Dr. Eduardo Montana, 55, pleaded guilty this week to a misdemeanor charge that he wrongfully disclosed patients’ individual identifiable health information. He faces a year in prison, but he will likely get probation.

Contrast this with the "punishment" of Novelion and the corruption rife within the state is exposed as they merely paid the government $40 million to look the other way.

Aside from illegally obtaining the data on hundreds of children, the reason they did so was insidious. Again, however, no one will go to jail.

Aegerion was obtaining this data so they could figure out a way to push their drug Juxatipid—used for lowering cholesterol in adults—on children who did not even need it.

As Reuters reports, according to prosecutors, after Aegerion in 2012 received regulatory approval to market Juxtapid for treating high cholesterol in adults with a rare genetic disease, the drugmaker promoted it for use by patients who lacked the condition.

The company was set to make insane profits off the sale of Juxatipid to children who didn't need it as the cost of the drug is roughly $330,000 a year per patient.

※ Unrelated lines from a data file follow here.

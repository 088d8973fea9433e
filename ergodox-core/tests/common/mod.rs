pub mod test_macro;

use core::cell::RefCell;
use core::future::Future;
use core::pin::pin;
use core::task::{Context, Poll, RawWaker, RawWakerVTable, Waker};

use embassy_futures::join::join;
use embassy_futures::select::{Either, select};
use embassy_time::{Duration, MockDriver, Timer};
use ergodox_core::channel::{KEY_EVENT_CHANNEL, KEYBOARD_REPORT_CHANNEL};
use ergodox_core::config::BehaviorConfig;
use ergodox_core::event::KeyboardEvent;
use ergodox_core::hid::Report;
use ergodox_core::input_device::Runnable;
use ergodox_core::keyboard::Keyboard;
use ergodox_core::keymap::{KeyMap, Layer};
use log::debug;

// Init logger for tests
#[ctor::ctor]
pub fn init_log() {
    let _ = env_logger::builder()
        .filter_level(log::LevelFilter::Debug)
        .is_test(true)
        .try_init();
}

#[allow(dead_code)]
pub const KC_LSHIFT: u8 = 1 << 1;
#[allow(dead_code)]
pub const KC_LCTRL: u8 = 1 << 0;

/// Polls at which `block_on` gives up. Each pending poll advances virtual
/// time by 1ms, so this is also the virtual time budget of one test.
const MAX_POLLS: usize = 120_000;

fn noop_raw_waker() -> RawWaker {
    fn clone(_: *const ()) -> RawWaker {
        noop_raw_waker()
    }
    fn noop(_: *const ()) {}
    static VTABLE: RawWakerVTable = RawWakerVTable::new(clone, noop, noop, noop);
    RawWaker::new(core::ptr::null(), &VTABLE)
}

/// Single-future executor over the embassy mock time driver: whenever the
/// future is pending, virtual time moves 1ms so sleeping timers fire. Tests
/// never wait on wall-clock time.
pub fn block_on<F: Future>(fut: F) -> F::Output {
    let waker = unsafe { Waker::from_raw(noop_raw_waker()) };
    let mut cx = Context::from_waker(&waker);
    let mut fut = pin!(fut);
    for _ in 0..MAX_POLLS {
        if let Poll::Ready(out) = fut.as_mut().poll(&mut cx) {
            return out;
        }
        MockDriver::get().advance(Duration::from_millis(1));
    }
    panic!("test did not finish within the virtual time budget");
}

#[derive(Debug, Clone)]
pub struct TestKeyPress {
    pub row: u8,
    pub col: u8,
    pub pressed: bool,
    pub delay: u64, // Delay before this key event in milliseconds
}

/// Expected content of one 6KRO keyboard report
#[derive(Debug, Clone, Copy, PartialEq, Eq)]
pub struct ExpectedReport {
    pub modifier: u8,
    pub keycodes: [u8; 6],
}

/// Run a keyboard test: feed a key event sequence with delays, verify the
/// emitted keyboard reports in order. Reports of other flavors are logged
/// and skipped.
pub async fn run_key_sequence_test<'a, const ROW: usize, const COL: usize, const NUM_LAYER: usize>(
    keyboard: &mut Keyboard<'a, ROW, COL, NUM_LAYER>,
    key_sequence: &[TestKeyPress],
    expected_reports: &[ExpectedReport],
) {
    KEY_EVENT_CHANNEL.clear();
    KEYBOARD_REPORT_CHANNEL.clear();

    let io = join(
        // Send all key events with delays
        async {
            for key in key_sequence {
                Timer::after(Duration::from_millis(key.delay)).await;
                KEY_EVENT_CHANNEL
                    .send(KeyboardEvent {
                        row: key.row,
                        col: key.col,
                        pressed: key.pressed,
                    })
                    .await;
            }
        },
        // Verify reports
        async {
            let mut report_index = 0;
            for expected in expected_reports {
                loop {
                    match select(Timer::after(Duration::from_secs(5)), KEYBOARD_REPORT_CHANNEL.receive()).await {
                        Either::First(_) => panic!("timed out waiting for report #{report_index}"),
                        Either::Second(Report::KeyboardReport(report)) => {
                            assert_eq!(
                                (expected.modifier, expected.keycodes),
                                (report.modifier, report.keycodes),
                                "keyboard report #{report_index} mismatch",
                            );
                            report_index += 1;
                            break;
                        }
                        Either::Second(_) => {
                            debug!("skipping non-keyboard report");
                        }
                    }
                }
            }
        },
    );

    // The keyboard task never returns; the select ends when sending and
    // verification are both done
    match select(keyboard.run(), io).await {
        Either::First(_) => unreachable!("keyboard task returned"),
        Either::Second(_) => (),
    }
}

/// Leak a keymap into a `'static` RefCell the way firmware entry points pin
/// theirs in statics. Box::leak is acceptable in tests.
pub fn wrap_keymap<const R: usize, const C: usize, const L: usize>(
    layers: [Layer<R, C>; L],
) -> &'static RefCell<KeyMap<'static, R, C, L>> {
    let leaked_layers = Box::leak(Box::new(layers));
    Box::leak(Box::new(RefCell::new(KeyMap::new(leaked_layers))))
}

#[allow(dead_code)]
pub fn create_test_keyboard_with_config<const R: usize, const C: usize, const L: usize>(
    layers: [Layer<R, C>; L],
    config: BehaviorConfig,
) -> Keyboard<'static, R, C, L> {
    Keyboard::new(wrap_keymap(layers), config)
}

#[allow(dead_code)]
pub fn create_test_keyboard<const R: usize, const C: usize, const L: usize>(
    layers: [Layer<R, C>; L],
) -> Keyboard<'static, R, C, L> {
    create_test_keyboard_with_config(layers, BehaviorConfig::default())
}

Not only did Montana hand over data on child patients, but eventually, according to prosecutors, Aegerion would have direct access to his entire electronic medical record system to pull information on anyone they wanted.

A memorandum and order statement from US Federal Judge William G. Young last November even addressed the criminality behind Aegerion’s actions but, again, no one went to jail.

"At market launch in January 2013, Juxtapid cost roughly $295,000 per patient per year. The annual cost of Juxtapid later increased to over $330,000 per patient per year," Young stated.

“Aegerion engaged in a series of unfair and deceptive acts, including outright fraud, which pervaded corporate management, all designed to increase the use of Juxtapid in circumstances where such treatment was not medically indicated. Aegerion wrongfully received a great deal of money from this corporate criminal conduct. Still more important, it appears that Aegerion knowingly induced the prescription of Juxtapid to many patients for which it would do no good, thus crowding out more promising therapies,” he continued.

The pharmaceutical company was found guilty of illegally conspiring to surreptitiously gather data on hundreds of children—in defiance of HIPAA—so they could then use this data to push a drug they sell for $330,000 a year on children who didn't need it.

When the government caught them in the act, because this company had millions of dollars in revenue to bribe the state, no one went to jail. The lowly doctor, however, who did not have the millions, was then prosecuted.

Meanwhile, a doctor who was treating himself and others with a plant that he grew in his backyard is serving an 18-year sentence for cultivating that plant.

While the elite pharmaceutical company escapes accountability for conspiring to steal patient data and use it to sell unnecessary and potentially dangerous drugs to children who didn't need them, Dr. Monroe Gordon Piland III will likely die in prison, all because he simply believes the so-called authorities do not have the God-given authority to criminalize the possession and distribution of a plant, something he equates to blasphemy.

And this is what we call the land of the free.